6.Roambi Analytics: Another aspect of a challenge-based project that’s probably new for young learners, is transforming information and data into spreadsheets. Roambi Analytics allows students to create spreadsheets on their iPhone and iPad without risking a slow-moving device that feels minutes from crashing. Once again, users don’t need internet access as the app transforms imported information into clear executive reports, charts, tables, and other analytic visuals.

7. Prezi: Prezi is a great tool for students who want to end the boring and repetitive PowerPoint cycle that so often accompanies class presentations. Prezi includes templates that make every presentation beautiful, customized, and original, even for students with no design background. Aside from aesthetic, Prezi smoothly incorporates video, audio, and other interactive research components for a presentation that keeps everyone’s attention.

8. Scribble Press: After everything is said and done, students need a way to share the work that they’ve done with others while reflecting on the experience as a whole. Accomplish both with Scribble Press, an app that allows students to write and illustrate their own books.

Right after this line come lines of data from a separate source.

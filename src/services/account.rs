// SPDX-License-Identifier: MIT
// Copyright 2026 Roland Dreier <roland@rolandd.dev>

//! Account lifecycle service.
//!
//! Registration, sign-in, admin user management, and the best-effort
//! account deletion pipeline across the three backends: the Firestore
//! profile, the Identity Store credential, and the Cloud Storage profile
//! image. Cross-backend writes are sequential with no shared
//! transaction; the deletion pipeline records its progress on the
//! `DeletionRequest` document so a partial run stays visible.

use std::sync::Arc;

use futures_util::StreamExt;
use serde::Serialize;

use crate::db::FirestoreDb;
use crate::error::{AppError, Result};
use crate::middleware::Session;
use crate::models::{
    metadata_keys, AccountStatus, ActivityKind, ActivityLogEntry, ActivityStatus, AuthProvider,
    DeletionRequest, DeletionStatus, NewActivity, PublicUser, UserProfile, UserRole,
};
use crate::services::{
    require_admin, ActivityLogService, GoogleIdentity, GoogleTokenVerifier, IdentityService,
    IdentityUser, StorageService,
};
use crate::time_utils;

/// Default page size for admin user listings.
pub const DEFAULT_USERS_LIMIT: u32 = 50;

/// Hard cap for admin user listings.
pub const MAX_USERS_LIMIT: u32 = 100;

/// Concurrent identity lookups during search enrichment.
const MAX_CONCURRENT_LOOKUPS: usize = 8;

/// Request origin captured for the audit trail.
#[derive(Debug, Clone, Default)]
pub struct RequestMeta {
    pub ip_address: Option<String>,
    pub device: Option<String>,
}

/// Outcome of a successful registration.
///
/// No session token here: the account starts unverified and the caller
/// is expected to run the verification flow before logging in.
#[derive(Debug, Clone, Serialize)]
#[serde(rename_all = "camelCase")]
pub struct RegisterOutcome {
    pub user_id: String,
    pub email: String,
    pub role: UserRole,
    pub requires_verification: bool,
}

/// Counters from one admin deletion sweep.
#[derive(Debug, Clone, Copy, Serialize)]
pub struct SweepSummary {
    pub processed: u32,
    pub errors: u32,
}

/// Everything the service holds about one account, bundled for export.
#[derive(Debug, Serialize)]
#[serde(rename_all = "camelCase")]
pub struct ExportBundle {
    pub exported_at: String,
    pub user: PublicUser,
    pub activity: Vec<ActivityLogEntry>,
    #[serde(skip_serializing_if = "Option::is_none")]
    pub deletion_request: Option<DeletionRequest>,
}

/// Admin-editable profile fields. `None` leaves a field untouched.
#[derive(Debug, Clone, Default)]
pub struct UserUpdates {
    pub name: Option<String>,
    pub bio: Option<String>,
    pub photo_url: Option<String>,
    pub status: Option<AccountStatus>,
}

/// Self-service profile fields.
#[derive(Debug, Clone, Default)]
pub struct ProfileUpdates {
    pub name: Option<String>,
    pub bio: Option<String>,
    pub photo_url: Option<String>,
}

/// Account lifecycle operations.
#[derive(Clone)]
pub struct AccountService {
    db: FirestoreDb,
    identity: IdentityService,
    storage: StorageService,
    verifier: Arc<GoogleTokenVerifier>,
    activity: ActivityLogService,
}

With Scribble Press, students can retell the story of their challenge-based experience, include final project results, and reflect on moments of personal growth.

Done are the days of busy work and upon us are classrooms full of future presidents who’ve already begun working out ways to slow climate change, protect animals in danger of extinction and limit the spread of airborne disease.

If your district or university provides students with electronic resources, visit the app store and take advantage of everything challenge-based learning has to offer.